Laboratoire d'Excellence "CORAIL," Perpignan, France.
PLoS Biol. 2020 Dec 28;18(12):e3000702. doi: 10.1371/journal.pbio.3000702. eCollection 2020 Dec.
Understanding species' roles in food webs requires an accurate assessment of their trophic niche. However, it is challenging to delineate potential trophic interactions across an ecosystem, and a paucity of empirical information often leads to inconsistent definitions of trophic guilds based on expert opinion, especially when applied to hyperdiverse ecosystems. Using coral reef fishes as a model group, we show that experts disagree on the assignment of broad trophic guilds for more than 20% of species, which hampers comparability across studies. Here, we propose a quantitative, unbiased, and reproducible approach to define trophic guilds and apply recent advances in machine learning to predict probabilities of pairwise trophic interactions with high accuracy. We synthesize data from community-wide gut content analyses of tropical coral reef fishes worldwide, resulting in diet information from 13,961 individuals belonging to 615 reef fish. We then use network analysis to identify 8 trophic guilds and Bayesian phylogenetic modeling to show that trophic guilds can be predicted based on phylogeny and maximum body size. Finally, we use machine learning to test whether pairwise trophic interactions can be predicted with accuracy. Our models achieved a misclassification error of less than 5%, indicating that our approach results in a quantitative and reproducible trophic categorization scheme, as well as high-resolution probabilities of trophic interactions.
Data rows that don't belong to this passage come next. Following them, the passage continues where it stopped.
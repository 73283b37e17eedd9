//! Streaming decoder for the o5m binary OpenStreetMap format.
//!
//! The format is a sequence of length-prefixed records whose integer fields
//! are delta-encoded against running counters, with a back-reference table
//! for repeated strings. Reset markers clear all decoder state and double as
//! seek anchors for multi-pass consumption.

pub mod decoder;
pub mod strings;
pub mod varint;

#[cfg(test)]
pub(crate) mod testutil;

pub use decoder::{Checkpoint, O5mReader, RecordKind};
pub use strings::StringTable;

use thiserror::Error;

/// Decoder failures. All of these are fatal to the stream being read;
/// iteration stops at the first one.
#[derive(Debug, Error)]
pub enum O5mError {
    #[error("truncated input")]
    TruncatedInput,

    #[error("frame length mismatch: declared {declared}, consumed {consumed}")]
    FrameLengthMismatch { declared: u64, consumed: u64 },

    #[error("invalid o5m header: {0}")]
    InvalidHeader(String),

    #[error("unsupported dataset kind: {0:#04x}")]
    UnsupportedDataset(u8),

    #[error("invalid reference type: {0:?}")]
    InvalidReferenceType(String),

    #[error("string back-reference out of range: {0}")]
    BackrefOutOfRange(u64),

    #[error("i/o error: {0}")]
    Io(#[from] std::io::Error),
}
By applying our framework to the most diverse vertebrate consumer group, we show that it can be applied to other organismal groups to advance reproducibility in trait-based ecology. Our work thus provides a viable approach to account for the complexity of predator-prey interactions in highly diverse ecosystems.
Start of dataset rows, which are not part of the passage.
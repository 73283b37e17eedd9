//! Resolved boundary geometry as stored in the database and exported.

use serde::{Deserialize, Serialize};

/// A GeoJSON-style multipolygon: a list of polygons, each a list of rings
/// (first ring is the outer boundary, remaining rings are holes), each ring a
/// closed list of `[lon, lat]` pairs in degrees.
#[derive(Debug, Clone, Default, PartialEq, Serialize, Deserialize)]
pub struct Location {
    #[serde(rename = "type")]
    pub kind: String,
    pub coordinates: Vec<Vec<Vec<[f64; 2]>>>,
}

impl Location {
    pub fn multipolygon(coordinates: Vec<Vec<Vec<[f64; 2]>>>) -> Self {
        Self {
            kind: "multipolygon".to_string(),
            coordinates,
        }
    }

    pub fn is_empty(&self) -> bool {
        self.coordinates.is_empty()
    }
}

/// A representative interior point for a boundary. `node_id` is set when the
/// point came from a dedicated admin-centre node rather than a computation.
#[derive(Debug, Clone, Copy, PartialEq, Serialize, Deserialize)]
pub struct Centroid {
    pub lon: f64,
    pub lat: f64,
    #[serde(default, skip_serializing_if = "Option::is_none")]
    pub node_id: Option<i64>,
}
理解物种在食物网中的作用需要准确评估它们的营养生态位。然而,跨生态系统划定潜在营养相互作用具有挑战性,并且由于缺乏经验信息,通常会导致基于专家意见的营养类群定义不一致,尤其是在应用于高度多样化的生态系统时。我们以珊瑚礁鱼类为模型群体,表明专家对 20%以上物种的广泛营养类群分配存在分歧,这阻碍了研究之间的可比性。在这里,我们提出了一种定量的、无偏的和可重复的定义营养类群的方法,并应用机器学习的最新进展来准确预测成对营养相互作用的概率。我们综合了来自全球热带珊瑚礁鱼类的广泛群落肠道内容物分析的数据,得到了来自 13961 个个体的饮食信息,这些个体属于 615 种珊瑚礁鱼类。然后,我们使用网络分析来确定 8 个营养类群,并使用贝叶斯系统发育建模来显示营养类群可以基于系统发育和最大体型来预测。最后,我们使用机器学习来测试是否可以准确预测成对的营养相互作用。我们的模型的错误分类率低于 5%,表明我们的方法产生了定量的、可重复的营养分类方案,以及高分辨率的营养相互作用概率。通过将我们的框架应用于最多样化的脊椎动物消费者群体,我们表明它可以应用于其他生物体群体,以提高基于特征的生态学的可重复性。因此,我们的工作为解释高度多样化生态系统中捕食者-猎物相互作用的复杂性提供了一种可行的方法。